**WORK REQUIRED:** In full and without alteration, output each record given here.

Records from a dataset:
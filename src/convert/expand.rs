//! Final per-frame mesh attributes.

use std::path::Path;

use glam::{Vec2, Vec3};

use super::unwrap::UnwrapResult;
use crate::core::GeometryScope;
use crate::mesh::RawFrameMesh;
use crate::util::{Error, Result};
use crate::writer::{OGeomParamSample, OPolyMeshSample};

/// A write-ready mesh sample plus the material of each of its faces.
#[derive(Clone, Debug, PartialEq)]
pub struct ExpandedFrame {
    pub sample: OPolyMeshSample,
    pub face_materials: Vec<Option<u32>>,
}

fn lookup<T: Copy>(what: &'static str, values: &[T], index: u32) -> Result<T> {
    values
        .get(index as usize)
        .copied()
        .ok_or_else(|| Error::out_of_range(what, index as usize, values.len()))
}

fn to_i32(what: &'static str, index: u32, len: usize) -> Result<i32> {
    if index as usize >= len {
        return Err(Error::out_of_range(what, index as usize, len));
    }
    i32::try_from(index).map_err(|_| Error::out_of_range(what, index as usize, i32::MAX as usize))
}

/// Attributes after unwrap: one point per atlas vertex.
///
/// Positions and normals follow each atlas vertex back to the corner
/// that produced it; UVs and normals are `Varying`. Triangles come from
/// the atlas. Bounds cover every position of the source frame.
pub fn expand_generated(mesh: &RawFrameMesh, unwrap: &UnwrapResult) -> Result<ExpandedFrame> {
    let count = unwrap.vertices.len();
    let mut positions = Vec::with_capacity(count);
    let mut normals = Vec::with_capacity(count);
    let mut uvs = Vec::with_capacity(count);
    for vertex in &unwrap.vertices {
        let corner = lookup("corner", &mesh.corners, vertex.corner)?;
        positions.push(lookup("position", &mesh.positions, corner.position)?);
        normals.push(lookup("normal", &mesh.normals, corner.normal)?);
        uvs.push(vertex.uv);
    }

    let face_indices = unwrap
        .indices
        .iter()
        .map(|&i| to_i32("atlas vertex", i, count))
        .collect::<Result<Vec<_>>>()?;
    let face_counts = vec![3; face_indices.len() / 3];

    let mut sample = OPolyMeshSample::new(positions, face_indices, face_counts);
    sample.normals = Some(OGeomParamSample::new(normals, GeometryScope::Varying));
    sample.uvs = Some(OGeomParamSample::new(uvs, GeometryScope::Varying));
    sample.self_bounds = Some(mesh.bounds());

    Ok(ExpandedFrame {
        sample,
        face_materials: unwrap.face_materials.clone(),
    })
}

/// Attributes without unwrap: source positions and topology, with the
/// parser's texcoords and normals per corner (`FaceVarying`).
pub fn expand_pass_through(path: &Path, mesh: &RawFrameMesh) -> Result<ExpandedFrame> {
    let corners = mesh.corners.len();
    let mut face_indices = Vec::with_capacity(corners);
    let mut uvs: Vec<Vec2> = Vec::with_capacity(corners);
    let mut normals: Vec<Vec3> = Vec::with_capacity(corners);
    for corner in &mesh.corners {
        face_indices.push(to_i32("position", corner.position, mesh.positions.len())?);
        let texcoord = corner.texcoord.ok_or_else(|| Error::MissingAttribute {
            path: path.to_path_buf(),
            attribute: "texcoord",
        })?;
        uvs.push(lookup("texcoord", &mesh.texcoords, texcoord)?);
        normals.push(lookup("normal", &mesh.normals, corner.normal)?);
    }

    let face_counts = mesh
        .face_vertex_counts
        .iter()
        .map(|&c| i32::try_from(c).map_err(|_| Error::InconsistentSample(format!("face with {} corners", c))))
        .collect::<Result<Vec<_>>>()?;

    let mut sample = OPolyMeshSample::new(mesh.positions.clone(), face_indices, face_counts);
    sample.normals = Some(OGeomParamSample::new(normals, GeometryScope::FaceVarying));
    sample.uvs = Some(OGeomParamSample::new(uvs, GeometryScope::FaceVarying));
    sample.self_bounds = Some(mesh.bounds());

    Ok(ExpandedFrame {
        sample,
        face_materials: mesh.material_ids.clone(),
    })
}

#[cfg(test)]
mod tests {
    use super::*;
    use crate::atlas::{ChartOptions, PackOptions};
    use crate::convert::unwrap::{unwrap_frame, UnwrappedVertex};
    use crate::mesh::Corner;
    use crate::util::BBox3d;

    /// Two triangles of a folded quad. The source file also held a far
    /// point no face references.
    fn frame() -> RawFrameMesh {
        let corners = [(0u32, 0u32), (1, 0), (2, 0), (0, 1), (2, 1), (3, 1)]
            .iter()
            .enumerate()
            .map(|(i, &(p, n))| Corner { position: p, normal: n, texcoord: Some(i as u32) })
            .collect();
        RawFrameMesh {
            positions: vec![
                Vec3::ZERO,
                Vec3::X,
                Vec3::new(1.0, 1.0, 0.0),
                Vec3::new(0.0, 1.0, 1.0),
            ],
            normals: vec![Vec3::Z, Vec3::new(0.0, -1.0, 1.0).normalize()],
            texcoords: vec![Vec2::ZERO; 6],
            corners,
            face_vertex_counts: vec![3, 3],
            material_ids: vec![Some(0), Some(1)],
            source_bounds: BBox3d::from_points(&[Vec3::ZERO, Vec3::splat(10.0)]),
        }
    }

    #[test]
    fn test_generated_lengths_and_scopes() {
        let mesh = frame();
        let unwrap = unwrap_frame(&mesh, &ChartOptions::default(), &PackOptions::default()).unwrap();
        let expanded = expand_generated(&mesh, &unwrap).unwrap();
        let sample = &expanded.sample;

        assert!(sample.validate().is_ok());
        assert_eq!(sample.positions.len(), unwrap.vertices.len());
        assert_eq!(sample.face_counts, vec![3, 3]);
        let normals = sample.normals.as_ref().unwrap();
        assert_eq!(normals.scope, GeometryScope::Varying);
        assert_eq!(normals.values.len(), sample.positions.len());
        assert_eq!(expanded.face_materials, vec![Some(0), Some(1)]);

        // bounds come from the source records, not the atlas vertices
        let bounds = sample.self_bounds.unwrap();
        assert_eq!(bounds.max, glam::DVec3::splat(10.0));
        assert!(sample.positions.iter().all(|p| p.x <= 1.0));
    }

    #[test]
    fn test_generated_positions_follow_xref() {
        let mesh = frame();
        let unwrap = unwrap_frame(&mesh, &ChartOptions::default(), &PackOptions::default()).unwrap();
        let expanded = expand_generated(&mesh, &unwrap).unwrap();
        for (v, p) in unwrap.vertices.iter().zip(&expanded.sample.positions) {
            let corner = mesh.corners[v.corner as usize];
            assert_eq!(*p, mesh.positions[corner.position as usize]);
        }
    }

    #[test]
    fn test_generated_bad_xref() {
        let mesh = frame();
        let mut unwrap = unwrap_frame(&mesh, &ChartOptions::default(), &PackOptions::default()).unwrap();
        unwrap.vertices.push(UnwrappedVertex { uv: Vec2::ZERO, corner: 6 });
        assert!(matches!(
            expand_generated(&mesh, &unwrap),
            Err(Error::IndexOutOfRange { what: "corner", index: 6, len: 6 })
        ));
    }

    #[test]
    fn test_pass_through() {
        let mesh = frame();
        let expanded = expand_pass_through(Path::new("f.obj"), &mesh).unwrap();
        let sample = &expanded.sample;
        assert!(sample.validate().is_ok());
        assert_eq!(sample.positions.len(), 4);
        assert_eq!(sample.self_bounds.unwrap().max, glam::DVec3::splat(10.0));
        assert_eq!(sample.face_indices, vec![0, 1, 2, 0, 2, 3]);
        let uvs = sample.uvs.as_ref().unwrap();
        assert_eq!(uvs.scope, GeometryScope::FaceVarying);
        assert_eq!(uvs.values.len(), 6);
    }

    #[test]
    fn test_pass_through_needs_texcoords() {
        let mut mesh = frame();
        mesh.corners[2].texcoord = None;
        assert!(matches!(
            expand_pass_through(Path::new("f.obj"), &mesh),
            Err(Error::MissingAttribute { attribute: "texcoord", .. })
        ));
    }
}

**SOLUTION TO THE PROBLEM:**
filename src/convert/expand.rs
//! Final per-frame mesh attributes.

use std::path::Path;

use glam::{Vec2, Vec3};

use super::unwrap::UnwrapResult;
use crate::core::GeometryScope;
use crate::mesh::RawFrameMesh;
use crate::util::{Error, Result};
use crate::writer::{OGeomParamSample, OPolyMeshSample};

/// A write-ready mesh sample plus the material of each of its faces.
#[derive(Clone, Debug, PartialEq)]
pub struct ExpandedFrame {
    pub sample: OPolyMeshSample,
    pub face_materials: Vec<Option<u32>>,
}

fn lookup<T: Copy>(what: &'static str, values: &[T], index: u32) -> Result<T> {
    values
        .get(index as usize)
        .copied()
        .ok_or_else(|| Error::out_of_range(what, index as usize, values.len()))
}

fn to_i32(what: &'static str, index: u32, len: usize) -> Result<i32> {
    if index as usize >= len {
        return Err(Error::out_of_range(what, index as usize, len));
    }
    i32::try_from(index).map_err(|_| Error::out_of_range(what, index as usize, i32::MAX as usize))
}

/// Attributes after unwrap: one point per atlas vertex.
///
/// Positions and normals follow each atlas vertex back to the corner
/// that produced it; UVs and normals are `Varying`. Triangles come from
/// the atlas. Bounds cover every position of the source frame.
pub fn expand_generated(mesh: &RawFrameMesh, unwrap: &UnwrapResult) -> Result<ExpandedFrame> {
    let count = unwrap.vertices.len();
    let mut positions = Vec::with_capacity(count);
    let mut normals = Vec::with_capacity(count);
    let mut uvs = Vec::with_capacity(count);
    for vertex in &unwrap.vertices {
        let corner = lookup("corner", &mesh.corners, vertex.corner)?;
        positions.push(lookup("position", &mesh.positions, corner.position)?);
        normals.push(lookup("normal", &mesh.normals, corner.normal)?);
        uvs.push(vertex.uv);
    }

    let face_indices = unwrap
        .indices
        .iter()
        .map(|&i| to_i32("atlas vertex", i, count))
        .collect::<Result<Vec<_>>>()?;
    let face_counts = vec![3; face_indices.len() / 3];

    let mut sample = OPolyMeshSample::new(positions, face_indices, face_counts);
    sample.normals = Some(OGeomParamSample::new(normals, GeometryScope::Varying));
    sample.uvs = Some(OGeomParamSample::new(uvs, GeometryScope::Varying));
    sample.self_bounds = Some(mesh.bounds());

    Ok(ExpandedFrame {
        sample,
        face_materials: unwrap.face_materials.clone(),
    })
}

/// Attributes without unwrap: source positions and topology, with the
/// parser's texcoords and normals per corner (`FaceVarying`).
pub fn expand_pass_through(path: &Path, mesh: &RawFrameMesh) -> Result<ExpandedFrame> {
    let corners = mesh.corners.len();
    let mut face_indices = Vec::with_capacity(corners);
    let mut uvs: Vec<Vec2> = Vec::with_capacity(corners);
    let mut normals: Vec<Vec3> = Vec::with_capacity(corners);
    for corner in &mesh.corners {
        face_indices.push(to_i32("position", corner.position, mesh.positions.len())?);
        let texcoord = corner.texcoord.ok_or_else(|| Error::MissingAttribute {
            path: path.to_path_buf(),
            attribute: "texcoord",
        })?;
        uvs.push(lookup("texcoord", &mesh.texcoords, texcoord)?);
        normals.push(lookup("normal", &mesh.normals, corner.normal)?);
    }

    let face_counts = mesh
        .face_vertex_counts
        .iter()
        .map(|&c| i32::try_from(c).map_err(|_| Error::InconsistentSample(format!("face with {} corners", c))))
        .collect::<Result<Vec<_>>>()?;

    let mut sample = OPolyMeshSample::new(mesh.positions.clone(), face_indices, face_counts);
    sample.normals = Some(OGeomParamSample::new(normals, GeometryScope::FaceVarying));
    sample.uvs = Some(OGeomParamSample::new(uvs, GeometryScope::FaceVarying));
    sample.self_bounds = Some(mesh.bounds());

    Ok(ExpandedFrame {
        sample,
        face_materials: mesh.material_ids.clone(),
    })
}

#[cfg(test)]
mod tests {
    use super::*;
    use crate::atlas::{ChartOptions, PackOptions};
    use crate::convert::unwrap::{unwrap_frame, UnwrappedVertex};
    use crate::mesh::Corner;
    use crate::util::BBox3d;

    /// Two triangles of a folded quad. The source file also held a far
    /// point no face references.
    fn frame() -> RawFrameMesh {
        let corners = [(0u32, 0u32), (1, 0), (2, 0), (0, 1), (2, 1), (3, 1)]
            .iter()
            .enumerate()
            .map(|(i, &(p, n))| Corner { position: p, normal: n, texcoord: Some(i as u32) })
            .collect();
        RawFrameMesh {
            positions: vec![
                Vec3::ZERO,
                Vec3::X,
                Vec3::new(1.0, 1.0, 0.0),
                Vec3::new(0.0, 1.0, 1.0),
            ],
            normals: vec![Vec3::Z, Vec3::new(0.0, -1.0, 1.0).normalize()],
            texcoords: vec![Vec2::ZERO; 6],
            corners,
            face_vertex_counts: vec![3, 3],
            material_ids: vec![Some(0), Some(1)],
            source_bounds: BBox3d::from_points(&[Vec3::ZERO, Vec3::splat(10.0)]),
        }
    }

    #[test]
    fn test_generated_lengths_and_scopes() {
        let mesh = frame();
        let unwrap = unwrap_frame(&mesh, &ChartOptions::default(), &PackOptions::default()).unwrap();
        let expanded = expand_generated(&mesh, &unwrap).unwrap();
        let sample = &expanded.sample;

        assert!(sample.validate().is_ok());
        assert_eq!(sample.positions.len(), unwrap.vertices.len());
        assert_eq!(sample.face_counts, vec![3, 3]);
        let normals = sample.normals.as_ref().unwrap();
        assert_eq!(normals.scope, GeometryScope::Varying);
        assert_eq!(normals.values.len(), sample.positions.len());
        assert_eq!(expanded.face_materials, vec![Some(0), Some(1)]);

        // bounds come from the source records, not the atlas vertices
        let bounds = sample.self_bounds.unwrap();
        assert_eq!(bounds.max, glam::DVec3::splat(10.0));
        assert!(sample.positions.iter().all(|p| p.x <= 1.0));
    }

    #[test]
    fn test_generated_positions_follow_xref() {
        let mesh = frame();
        let unwrap = unwrap_frame(&mesh, &ChartOptions::default(), &PackOptions::default()).unwrap();
        let expanded = expand_generated(&mesh, &unwrap).unwrap();
        for (v, p) in unwrap.vertices.iter().zip(&expanded.sample.positions) {
            let corner = mesh.corners[v.corner as usize];
            assert_eq!(*p, mesh.positions[corner.position as usize]);
        }
    }

    #[test]
    fn test_generated_bad_xref() {
        let mesh = frame();
        let mut unwrap = unwrap_frame(&mesh, &ChartOptions::default(), &PackOptions::default()).unwrap();
        unwrap.vertices.push(UnwrappedVertex { uv: Vec2::ZERO, corner: 6 });
        assert!(matches!(
            expand_generated(&mesh, &unwrap),
            Err(Error::IndexOutOfRange { what: "corner", index: 6, len: 6 })
        ));
    }

    #[test]
    fn test_pass_through() {
        let mesh = frame();
        let expanded = expand_pass_through(Path::new("f.obj"), &mesh).unwrap();
        let sample = &expanded.sample;
        assert!(sample.validate().is_ok());
        assert_eq!(sample.positions.len(), 4);
        assert_eq!(sample.self_bounds.unwrap().max, glam::DVec3::splat(10.0));
        assert_eq!(sample.face_indices, vec![0, 1, 2, 0, 2, 3]);
        let uvs = sample.uvs.as_ref().unwrap();
        assert_eq!(uvs.scope, GeometryScope::FaceVarying);
        assert_eq!(uvs.values.len(), 6);
    }

    #[test]
    fn test_pass_through_needs_texcoords() {
        let mut mesh = frame();
        mesh.corners[2].texcoord = None;
        assert!(matches!(
            expand_pass_through(Path::new("f.obj"), &mesh),
            Err(Error::MissingAttribute { attribute: "texcoord", .. })
        ));
    }
}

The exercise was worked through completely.